Abstract:
Transformer Frequency Response Analysis (FRA) is a powerful diagnostic tool for detecting and identifying winding deformation, short-circuits recognition, and other abnormalities in power transformer active part. Accurate interpretation of FRA results is crucial for timely maintenance and the prevention of catastrophic failures in transformers. However, conventional interpretation methods often rely on expert knowledge, which can be subjective and limited. This study aims to develop a machine learning-based approach for interpreting FRA data that enhances the accuracy and efficiency of detecting winding issues in power transformers.
In this thesis, various machine learning algorithms are investigated for their suitability in interpreting FRA data. A comprehensive dataset, comprising experimental data from multiple transformers with different configurations, are assembled and used to detect and recognize a fault severity in transformer winding and estimating fault contact resistance and its strictness. The dataset is used to train, validate, and test the performance of the machine learning models, which included Decision Trees, Random Forests, K-Nearest Neighbors (KNN), and Support Vector Regression (SVR).

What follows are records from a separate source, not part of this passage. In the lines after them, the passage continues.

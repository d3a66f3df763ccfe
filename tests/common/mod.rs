use std::collections::HashMap;
use std::net::SocketAddr;
use std::str::FromStr;
use std::sync::Arc;

use crosstab::column_number;
use crosstab::test_utils::rule_settings;
use crosstab::test_utils::test_config;
use crosstab::test_utils::InMemorySheet;
use crosstab::test_utils::MemoryStatsSink;
use crosstab::test_utils::ScriptedCompletion;
use crosstab::CacheStore;
use crosstab::CrosstabConfig;
use crosstab::Engine;
use crosstab::EngineBuilder;
use crosstab::MemCacheStore;
use crosstab::RangeRef;
use parking_lot::Mutex;
use serde_json::json;
use serde_json::Value;
use warp::http::StatusCode;
use warp::Filter;

pub const SUMMARY_RULE: &str = "Summarise {Topic}";

/// In-process collaborators wired into one engine
pub struct Harness {
    pub sheet: Arc<InMemorySheet>,
    pub completion: Arc<ScriptedCompletion>,
    pub sink: Arc<MemoryStatsSink>,
    pub store: Arc<dyn CacheStore>,
    pub config: CrosstabConfig,
}

impl Harness {
    pub fn new(rows: &[&[&str]]) -> Self {
        Self::with_store(rows, Arc::new(MemCacheStore::new()))
    }

    pub fn with_store(
        rows: &[&[&str]],
        store: Arc<dyn CacheStore>,
    ) -> Self {
        let sheet = Arc::new(InMemorySheet::new("Sheet1", rows));
        sheet.set_settings(rule_settings(
            "VAR1",
            "Topic",
            SUMMARY_RULE,
            "Summary",
            &[("STATS", "true")],
        ));
        Self {
            sheet,
            completion: Arc::new(ScriptedCompletion::echo()),
            sink: Arc::new(MemoryStatsSink::default()),
            store,
            config: test_config(),
        }
    }

    pub async fn engine(&self) -> Engine {
        EngineBuilder::new(self.config.clone())
            .data_source(self.sheet.clone())
            .settings_source(self.sheet.clone())
            .completion(self.completion.clone())
            .cache_store(self.store.clone())
            .stats_sink(self.sink.clone())
            .build()
            .await
            .unwrap()
    }
}

#[derive(Debug, Default)]
pub struct FakeApiState {
    pub sheets: HashMap<String, Vec<Vec<String>>>,
    pub settings: Vec<Vec<String>>,
    pub prompts: Vec<String>,
    /// Sheets added through `batchUpdate`
    pub created: Vec<String>,
    /// Ranges emptied through `values:clear`
    pub cleared: Vec<String>,
}

impl FakeApiState {
    pub fn cell(
        &self,
        sheet: &str,
        row: usize,
        col: usize,
    ) -> String {
        self.sheets
            .get(sheet)
            .and_then(|g| g.get(row))
            .and_then(|r| r.get(col))
            .cloned()
            .unwrap_or_default()
    }
}

pub type FakeApi = Arc<Mutex<FakeApiState>>;

/// Serves the spreadsheet endpoints under `/v4` and chat completions under
/// `/v1` from one in-memory state.
pub fn spawn_fake_api(state: FakeApi) -> SocketAddr {
    let listing = state.clone();
    let get_spreadsheet = warp::get()
        .and(warp::path!("v4" / "spreadsheets" / String))
        .map(move |_id: String| {
            let sheets: Vec<Value> = listing
                .lock()
                .sheets
                .keys()
                .map(|title| json!({"properties": {"title": title}}))
                .collect();
            warp::reply::json(&json!({ "sheets": sheets }))
        });

    let adds = state.clone();
    let batch_update = warp::post()
        .and(warp::path!("v4" / "spreadsheets" / String))
        .and(warp::body::json())
        .map(move |_id: String, body: Value| {
            let mut state = adds.lock();
            for request in body["requests"].as_array().cloned().unwrap_or_default() {
                if let Some(title) = request["addSheet"]["properties"]["title"].as_str() {
                    state.sheets.entry(title.to_string()).or_default();
                    state.created.push(title.to_string());
                }
            }
            warp::reply::json(&json!({}))
        });

    let clears = state.clone();
    let clear_values = warp::post()
        .and(warp::path!("v4" / "spreadsheets" / String / "values" / String))
        .map(move |_id: String, range: String| {
            let range = range.replace("%20", " ");
            let Some(span) = range.strip_suffix(":clear") else {
                return StatusCode::NOT_FOUND;
            };
            let Some((sheet, columns)) = span.split_once('!') else {
                return StatusCode::BAD_REQUEST;
            };
            let Some((first, last)) = columns
                .split_once(':')
                .and_then(|(a, b)| Some((column_number(a)? - 1, column_number(b)? - 1)))
            else {
                return StatusCode::BAD_REQUEST;
            };
            let mut state = clears.lock();
            state.cleared.push(span.to_string());
            let Some(grid) = state.sheets.get_mut(sheet) else {
                return StatusCode::BAD_REQUEST;
            };
            for row in grid.iter_mut() {
                for value in row.iter_mut().skip(first).take(last + 1 - first) {
                    value.clear();
                }
            }
            StatusCode::OK
        });

    let reads = state.clone();
    let get_values = warp::get()
        .and(warp::path::full())
        .map(move |path: warp::path::FullPath| {
            let range = values_range(path.as_str());
            let state = reads.lock();
            let rows = if range.starts_with("Settings!") {
                Some(state.settings.clone())
            } else {
                state.sheets.get(&range).cloned()
            };
            match rows {
                Some(values) => warp::reply::with_status(
                    warp::reply::json(&json!({"range": range, "values": values})),
                    StatusCode::OK,
                ),
                None => warp::reply::with_status(
                    warp::reply::json(&json!({"error": {"message": "Unable to parse range"}})),
                    StatusCode::BAD_REQUEST,
                ),
            }
        });

    let writes = state.clone();
    let put_values = warp::put()
        .and(warp::path::full())
        .and(warp::body::json())
        .map(move |path: warp::path::FullPath, body: Value| {
            let range = values_range(path.as_str());
            let Ok(target) = RangeRef::from_str(&range) else {
                return StatusCode::BAD_REQUEST;
            };
            let mut state = writes.lock();
            let Some(grid) = state.sheets.get_mut(&target.sheet) else {
                return StatusCode::BAD_REQUEST;
            };
            let rows = body["values"].as_array().cloned().unwrap_or_default();
            for (dr, row) in rows.iter().enumerate() {
                for (dc, value) in row.as_array().cloned().unwrap_or_default().iter().enumerate() {
                    let (r, c) = (target.cell.row + dr, target.cell.col + dc);
                    if grid.len() <= r {
                        grid.resize_with(r + 1, Vec::new);
                    }
                    if grid[r].len() <= c {
                        grid[r].resize(c + 1, String::new());
                    }
                    grid[r][c] = value.as_str().unwrap_or_default().to_string();
                }
            }
            StatusCode::OK
        });

    let chats = state;
    let completions = warp::post()
        .and(warp::path!("v1" / "chat" / "completions"))
        .and(warp::body::json())
        .map(move |body: Value| {
            let prompt = body["messages"][1]["content"].as_str().unwrap_or_default().to_string();
            chats.lock().prompts.push(prompt.clone());
            warp::reply::json(&json!({
                "choices": [{"index": 0, "message": {"role": "assistant", "content": format!("generated: {prompt}")}}]
            }))
        });

    let routes = get_spreadsheet
        .or(get_values)
        .or(put_values)
        .or(batch_update)
        .or(clear_values)
        .or(completions);
    let (addr, server) = warp::serve(routes).bind_ephemeral(([127, 0, 0, 1], 0));
    tokio::spawn(server);
    addr
}

/// Last path segment of `/v4/spreadsheets/{id}/values/{range}`
fn values_range(path: &str) -> String {
    path.rsplit('/').next().unwrap_or_default().replace("%20", " ")
}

The results demonstrated that the machine learning-based approach significantly will improve the interpretation of FRA data. In particular, the Random Forest and KNN models exhibited high accuracy and low error rates in predicting winding short-circuits severity. Furthermore, a user-friendly Graphical User Interface (GUI) is developed to facilitate the deployment and interpretation of the trained models, making the approach more accessible for industry professionals. The outcome of this thesis will support and improve any missed or incorrect measurement in transformer FRA data and is able to advise the level of short-circuit fault to operator or utility manager.